- **DATA EXCERPTS**:
//! Crossover detection
//!
//! A single left-to-right pass over the samples looks for two independent
//! events, each reported at most once (first found wins):
//!
//! - gain crossover: magnitude reaches 0 dB; phase margin = 180° + phase
//! - phase crossover: phase reaches -180°; gain margin = magnitude
//!
//! The first sample only serves as the left neighbour of the second. From the
//! second sample on, a sample exactly at the level gives a single value and a
//! crossing between it and its predecessor is resolved by the `MarginStrategy`.

use serde::{Deserialize, Serialize};

use super::report::{Margin, StabilityReport};
use crate::constants::{GAIN_CROSSOVER_DB, PHASE_CROSSOVER_DEG, PHASE_MARGIN_REFERENCE_DEG};
use crate::response::{FrequencyResponse, FrequencySample};

/// How a crossing between two samples is reported
#[derive(Debug, Clone, Copy, PartialEq, Eq, Default, Serialize, Deserialize)]
#[serde(rename_all = "lowercase")]
pub enum MarginStrategy {
    /// Interval spanned by the two bracketing samples
    #[default]
    Bracket,
    /// Value of the bracketing sample closest to the crossover level
    Nearest,
}

impl MarginStrategy {
    /// Parse from string (case-insensitive)
    pub fn from_str(s: &str) -> Option<Self> {
        match s.to_lowercase().as_str() {
            "bracket" | "interval" => Some(MarginStrategy::Bracket),
            "nearest" => Some(MarginStrategy::Nearest),
            _ => None,
        }
    }
}

/// Gain and phase margin analyzer
#[derive(Debug, Clone, Copy, Default)]
pub struct StabilityAnalyzer {
    strategy: MarginStrategy,
}

impl StabilityAnalyzer {
    pub fn new(strategy: MarginStrategy) -> Self {
        Self { strategy }
    }

    #[inline]
    pub fn strategy(&self) -> MarginStrategy {
        self.strategy
    }

    /// Analyze a sampled response
    pub fn analyze(&self, response: &FrequencyResponse) -> StabilityReport {
        let samples: Vec<FrequencySample> = response.samples().collect();
        self.analyze_samples(&samples)
    }

    /// Analyze samples ordered by increasing frequency
    ///
    /// Fewer than two samples yield an all-undefined report.
    pub fn analyze_samples(&self, samples: &[FrequencySample]) -> StabilityReport {
        let mut report = StabilityReport::default();
        if samples.len() < 2 {
            log::debug!("{} sample(s), margins undefined", samples.len());
            return report;
        }

        let mut gain_found = false;
        let mut phase_found = false;

        for pair in samples.windows(2) {
            let (prev, curr) = (&pair[0], &pair[1]);

            if !gain_found {
                if curr.magnitude_db == GAIN_CROSSOVER_DB {
                    report.phase_margin = Margin::Value(phase_margin(curr));
                    report.gain_crossover_frequency = Margin::Value(curr.omega);
                    gain_found = true;
                } else {
                    let a = prev.magnitude_db - GAIN_CROSSOVER_DB;
                    let b = curr.magnitude_db - GAIN_CROSSOVER_DB;
                    if a * b < 0.0 {
                        let (margin, omega) = self.resolve(prev, curr, a, b, phase_margin);
                        report.phase_margin = margin;
                        report.gain_crossover_frequency = omega;
                        gain_found = true;
                    }
                }
                if gain_found {
                    log::debug!(
                        "gain crossover at {} rad/s, phase margin {}",
                        report.gain_crossover_frequency,
                        report.phase_margin
                    );
                }
            }

            if !phase_found {
                if curr.phase_deg == PHASE_CROSSOVER_DEG {
                    report.gain_margin = Margin::Value(curr.magnitude_db);
                    report.phase_crossover_frequency = Margin::Value(curr.omega);
                    phase_found = true;
                } else {
                    let a = prev.phase_deg - PHASE_CROSSOVER_DEG;
                    let b = curr.phase_deg - PHASE_CROSSOVER_DEG;
                    if (a < 0.0 && b > 0.0) || (a > 0.0 && b < 0.0) {
                        let (margin, omega) =
                            self.resolve(prev, curr, a, b, |s| s.magnitude_db);
                        report.gain_margin = margin;
                        report.phase_crossover_frequency = omega;
                        phase_found = true;
                    }
                }
                if phase_found {
                    log::debug!(
                        "phase crossover at {} rad/s, gain margin {} dB",
                        report.phase_crossover_frequency,
                        report.gain_margin
                    );
                }
            }

            if gain_found && phase_found {
                break;
            }
        }

        report
    }

    /// Margin and frequency for a crossing between `prev` and `curr`
    ///
    /// `a` and `b` are the signed distances of both samples to the crossover level.
    fn resolve(
        &self,
        prev: &FrequencySample,
        curr: &FrequencySample,
        a: f64,
        b: f64,
        margin: impl Fn(&FrequencySample) -> f64,
    ) -> (Margin, Margin) {
        match self.strategy {
            MarginStrategy::Bracket => (
                Margin::Interval(margin(prev), margin(curr)),
                Margin::Interval(prev.omega, curr.omega),
            ),
            MarginStrategy::Nearest => {
                let nearest = if a.abs() <= b.abs() { prev } else { curr };
                (Margin::Value(margin(nearest)), Margin::Value(nearest.omega))
            }
        }
    }
}

fn phase_margin(sample: &FrequencySample) -> f64 {
    PHASE_MARGIN_REFERENCE_DEG + sample.phase_deg
}
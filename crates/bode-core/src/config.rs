//! Analysis configuration
//!
//! All settings have defaults matching the classic Bode view: 10,000 log-spaced
//! points from 0.01 to 1e6 rad/s, poles skipped, crossings reported as intervals.
//! Missing fields in a serialized config fall back to these defaults.

use serde::{Deserialize, Serialize};

use crate::constants::{DEFAULT_NPOINTS, DEFAULT_START_RAD_S, DEFAULT_STOP_RAD_S};
use crate::frequency::{Frequency, FrequencyError, SweepType};
use crate::response::PolePolicy;
use crate::stability::{MarginStrategy, StabilityAnalyzer};

/// Frequency sweep settings
#[derive(Debug, Clone, Copy, PartialEq, Serialize, Deserialize)]
#[serde(default)]
pub struct SweepConfig {
    /// Lowest angular frequency (rad/s)
    pub start: f64,
    /// Highest angular frequency (rad/s)
    pub stop: f64,
    /// Number of points
    pub npoints: usize,
    /// Point spacing
    pub sweep_type: SweepType,
}

impl Default for SweepConfig {
    fn default() -> Self {
        Self {
            start: DEFAULT_START_RAD_S,
            stop: DEFAULT_STOP_RAD_S,
            npoints: DEFAULT_NPOINTS,
            sweep_type: SweepType::Log,
        }
    }
}

impl SweepConfig {
    /// Set start/stop bounds.
    pub fn with_bounds(mut self, start: f64, stop: f64) -> Self {
        self.start = start;
        self.stop = stop;
        self
    }

    /// Set number of points.
    pub fn with_npoints(mut self, npoints: usize) -> Self {
        self.npoints = npoints;
        self
    }

    /// Set sweep type.
    pub fn with_sweep_type(mut self, sweep_type: SweepType) -> Self {
        self.sweep_type = sweep_type;
        self
    }

    /// Build the frequency grid
    pub fn frequency(&self) -> Result<Frequency, FrequencyError> {
        Frequency::new(self.start, self.stop, self.npoints, self.sweep_type)
    }
}

/// Complete analysis settings
#[derive(Debug, Clone, Copy, PartialEq, Default, Serialize, Deserialize)]
#[serde(default)]
pub struct AnalysisConfig {
    pub sweep: SweepConfig,
    pub pole_policy: PolePolicy,
    pub margin_strategy: MarginStrategy,
}

impl AnalysisConfig {
    pub fn with_sweep(mut self, sweep: SweepConfig) -> Self {
        self.sweep = sweep;
        self
    }

    pub fn with_pole_policy(mut self, pole_policy: PolePolicy) -> Self {
        self.pole_policy = pole_policy;
        self
    }

    pub fn with_margin_strategy(mut self, margin_strategy: MarginStrategy) -> Self {
        self.margin_strategy = margin_strategy;
        self
    }

    /// Analyzer using the configured strategy
    pub fn analyzer(&self) -> StabilityAnalyzer {
        StabilityAnalyzer::new(self.margin_strategy)
    }
}

#[cfg(test)]
mod tests {
    use super::*;

    #[test]
    fn test_defaults() {
        let config = AnalysisConfig::default();
        assert_eq!(config.sweep.npoints, 10_000);
        assert_eq!(config.sweep.start, 0.01);
        assert_eq!(config.sweep.stop, 1e6);
        assert_eq!(config.sweep.sweep_type, SweepType::Log);
        assert_eq!(config.pole_policy, PolePolicy::Skip);
        assert_eq!(config.margin_strategy, MarginStrategy::Bracket);
    }

    #[test]
    fn test_default_sweep_matches_default_frequency() {
        let freq = SweepConfig::default().frequency().unwrap();
        assert_eq!(freq.npoints(), Frequency::default().npoints());
        assert_eq!(freq.start(), Frequency::default().start());
    }

    #[test]
    fn test_partial_json_uses_defaults() {
        let config: AnalysisConfig =
            serde_json::from_str(r#"{"sweep": {"npoints": 200}, "margin_strategy": "nearest"}"#)
                .unwrap();
        assert_eq!(config.sweep.npoints, 200);
        assert_eq!(config.sweep.stop, 1e6);
        assert_eq!(config.margin_strategy, MarginStrategy::Nearest);
        assert_eq!(config.pole_policy, PolePolicy::Skip);
    }

    #[test]
    fn test_pole_policy_json() {
        let config: AnalysisConfig =
            serde_json::from_str(r#"{"pole_policy": {"clamp": 250.0}}"#).unwrap();
        assert_eq!(config.pole_policy, PolePolicy::Clamp(250.0));

        let skip: PolePolicy = serde_json::from_str(r#""skip""#).unwrap();
        assert_eq!(skip, PolePolicy::Skip);
    }

    #[test]
    fn test_invalid_sweep_is_reported() {
        let sweep = SweepConfig::default().with_bounds(0.0, 10.0);
        assert!(sweep.frequency().is_err());
    }

    #[test]
    fn test_builders() {
        let config = AnalysisConfig::default()
            .with_sweep(SweepConfig::default().with_npoints(50).with_sweep_type(SweepType::Linear))
            .with_pole_policy(PolePolicy::clamp())
            .with_margin_strategy(MarginStrategy::Nearest);
        assert_eq!(config.sweep.npoints, 50);
        assert_eq!(config.analyzer().strategy(), MarginStrategy::Nearest);
    }
}
//! bode-core: Frequency response and stability margins of transfer functions
//!
//! Turns free-form numerator/denominator text into a Laplace-domain transfer
//! function, samples it along the imaginary axis and reports gain and phase
//! margins.
//!
//! ## Modules
//!
//! - `polynomial` - Coefficient parsing and canonical formatting
//! - `transfer_function` - Rational function evaluation at s = jω
//! - `frequency` - Angular frequency grids
//! - `response` - Magnitude/phase sampling with phase unwrapping
//! - `stability` - Gain/phase crossover detection
//! - `analysis` - End-to-end pipeline from text to report
//! - `config` - Serializable analysis configuration
//! - `math` - dB/degree conversions and phase unwrapping
//!
//! ## Example
//!
//! ```
//! use bode_core::analysis::BodeAnalysis;
//! use bode_core::config::AnalysisConfig;
//!
//! let analysis = BodeAnalysis::run("10", "1 3 3 1", &AnalysisConfig::default()).unwrap();
//! assert_eq!(analysis.denominator.display, "1S^3 + 3S^2 + 3S + 1");
//! assert!(analysis.report.gain_margin.is_defined());
//! ```

pub mod analysis;
pub mod config;
pub mod constants;
pub mod frequency;
pub mod math;
pub mod polynomial;
pub mod response;
pub mod stability;
pub mod transfer_function;

pub use analysis::BodeAnalysis;
pub use frequency::Frequency;
pub use polynomial::Polynomial;
pub use response::{FrequencyResponse, FrequencySample};
pub use stability::{Margin, StabilityAnalyzer, StabilityReport};
pub use transfer_function::TransferFunction;
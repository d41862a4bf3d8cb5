//! Transfer function H(s) = N(s) / D(s)
//!
//! Evaluation is done on the imaginary axis, s = jω.

use num_complex::Complex64;
#[cfg(feature = "parallel")]
use rayon::prelude::*;
use serde::{Deserialize, Serialize};

use crate::frequency::Frequency;
use crate::polynomial::Polynomial;

/// Value of H(jω) at one frequency
#[derive(Debug, Clone, Copy, PartialEq)]
pub enum Evaluation {
    /// Finite complex response
    Finite(Complex64),
    /// Denominator is exactly zero, or N(jω) / D(jω) is not finite
    Singular,
}

impl Evaluation {
    /// The finite response, if any
    pub fn finite(self) -> Option<Complex64> {
        match self {
            Evaluation::Finite(h) => Some(h),
            Evaluation::Singular => None,
        }
    }

    #[inline]
    pub fn is_singular(&self) -> bool {
        matches!(self, Evaluation::Singular)
    }
}

/// Rational transfer function with real coefficients
#[derive(Debug, Clone, PartialEq, Default, Serialize, Deserialize)]
pub struct TransferFunction {
    numerator: Polynomial,
    denominator: Polynomial,
}

impl TransferFunction {
    /// Create a transfer function from numerator and denominator polynomials
    pub fn new(numerator: Polynomial, denominator: Polynomial) -> Self {
        Self {
            numerator,
            denominator,
        }
    }

    /// Create from coefficient slices, highest power first
    ///
    /// # Example
    /// ```
    /// use bode_core::TransferFunction;
    /// // 1 / (s + 1)
    /// let tf = TransferFunction::from_coefficients(&[1.0], &[1.0, 1.0]);
    /// let h = tf.evaluate(1.0).finite().unwrap();
    /// assert!((h.arg().to_degrees() + 45.0).abs() < 1e-12);
    /// ```
    pub fn from_coefficients(numerator: &[f64], denominator: &[f64]) -> Self {
        Self::new(
            Polynomial::new(numerator.to_vec()),
            Polynomial::new(denominator.to_vec()),
        )
    }

    #[inline]
    pub fn numerator(&self) -> &Polynomial {
        &self.numerator
    }

    #[inline]
    pub fn denominator(&self) -> &Polynomial {
        &self.denominator
    }

    /// Evaluate H(jω) at one angular frequency
    pub fn evaluate(&self, omega: f64) -> Evaluation {
        let s = Complex64::new(0.0, omega);
        let num = self.numerator.evaluate(s);
        let den = self.denominator.evaluate(s);

        if den.re == 0.0 && den.im == 0.0 {
            return Evaluation::Singular;
        }
        let h = scaled_div(num, den);
        if h.re.is_finite() && h.im.is_finite() {
            Evaluation::Finite(h)
        } else {
            Evaluation::Singular
        }
    }

    /// Evaluate H(jω) over a frequency grid, order preserved
    pub fn response(&self, frequency: &Frequency) -> Vec<Evaluation> {
        #[cfg(feature = "parallel")]
        {
            frequency
                .omega()
                .par_iter()
                .map(|&w| self.evaluate(w))
                .collect()
        }
        #[cfg(not(feature = "parallel"))]
        {
            frequency.omega().iter().map(|&w| self.evaluate(w)).collect()
        }
    }
}

/// Complex division without forming |den|², which overflows for |den| > ~1e154
///
/// Smith's algorithm: scale by the larger component of the denominator.
fn scaled_div(num: Complex64, den: Complex64) -> Complex64 {
    let (a, b, c, d) = (num.re, num.im, den.re, den.im);
    if c.abs() >= d.abs() {
        let r = d / c;
        let t = c + d * r;
        Complex64::new((a + b * r) / t, (b - a * r) / t)
    } else {
        let r = c / d;
        let t = c * r + d;
        Complex64::new((a * r + b) / t, (b * r - a) / t)
    }
}

#[cfg(test)]
mod tests {
    use super::*;
    use approx::assert_relative_eq;

    #[test]
    fn test_first_order_lowpass_at_corner() {
        let tf = TransferFunction::from_coefficients(&[1.0], &[1.0, 1.0]);
        let h = tf.evaluate(1.0).finite().unwrap();

        // 1 / (1 + j) = 0.5 - 0.5j
        assert_relative_eq!(h.re, 0.5, epsilon = 1e-12);
        assert_relative_eq!(h.im, -0.5, epsilon = 1e-12);
    }

    #[test]
    fn test_unity_system() {
        let tf = TransferFunction::from_coefficients(&[1.0], &[1.0]);
        for w in [0.01, 1.0, 1e6] {
            assert_eq!(tf.evaluate(w), Evaluation::Finite(Complex64::new(1.0, 0.0)));
        }
    }

    #[test]
    fn test_pole_on_imaginary_axis_is_singular() {
        // 1 / (s^2 + 1) has poles at s = ±j
        let tf = TransferFunction::from_coefficients(&[1.0], &[1.0, 0.0, 1.0]);
        assert!(tf.evaluate(1.0).is_singular());
        assert!(!tf.evaluate(2.0).is_singular());
    }

    #[test]
    fn test_zero_denominator_polynomial() {
        let tf = TransferFunction::from_coefficients(&[1.0], &[0.0]);
        assert!(tf.evaluate(3.0).is_singular());
    }

    #[test]
    fn test_integrator() {
        // 1 / s at ω = 2 -> -0.5j
        let tf = TransferFunction::from_coefficients(&[1.0], &[1.0, 0.0]);
        let h = tf.evaluate(2.0).finite().unwrap();
        assert_relative_eq!(h.re, 0.0, epsilon = 1e-12);
        assert_relative_eq!(h.im, -0.5, epsilon = 1e-12);
    }

    #[test]
    fn test_scaled_division_matches_naive() {
        let num = Complex64::new(3.0, -2.0);
        for den in [
            Complex64::new(1.0, 1.0),
            Complex64::new(0.5, -4.0),
            Complex64::new(-7.0, 0.25),
        ] {
            let h = scaled_div(num, den);
            let expected = num / den;
            assert_relative_eq!(h.re, expected.re, epsilon = 1e-12);
            assert_relative_eq!(h.im, expected.im, epsilon = 1e-12);
        }
    }

    #[test]
    fn test_high_degree_denominator_does_not_overflow() {
        // 1 / s^26 at ω = 1e6: |D| = 1e156, so |D|² would overflow
        let mut den = vec![0.0; 27];
        den[0] = 1.0;
        let tf = TransferFunction::from_coefficients(&[1.0], &den);
        let h = tf.evaluate(1e6).finite().unwrap();
        assert_relative_eq!(h.norm().log10(), -156.0, epsilon = 1e-9);

        // s^26 / (s^26 + 1) at ω = 1e6 is not a pole
        let mut num = vec![0.0; 27];
        num[0] = 1.0;
        den[26] = 1.0;
        let tf = TransferFunction::from_coefficients(&num, &den);
        let h = tf.evaluate(1e6).finite().unwrap();
        assert_relative_eq!(h.re, 1.0, epsilon = 1e-12);
        assert_relative_eq!(h.im, 0.0, epsilon = 1e-12);
    }

    #[test]
    fn test_response_preserves_order() {
        let tf = TransferFunction::from_coefficients(&[1.0], &[1.0, 1.0]);
        let freq = Frequency::from_omega(vec![0.5, 1.0, 2.0]).unwrap();
        let response = tf.response(&freq);

        assert_eq!(response.len(), 3);
        for (eval, &w) in response.iter().zip(freq.omega()) {
            assert_eq!(*eval, tf.evaluate(w));
        }
    }
}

- **WORK INSTRUCTION**:
Everything from the first line of the material through the line containing "180° + phase" is to be printed exactly; lines after that are to be left out.

- **PROBLEM SOLUTION**:
//! Crossover detection
//!
//! A single left-to-right pass over the samples looks for two independent
//! events, each reported at most once (first found wins):
//!
//! - gain crossover: magnitude reaches 0 dB; phase margin = 180° + phase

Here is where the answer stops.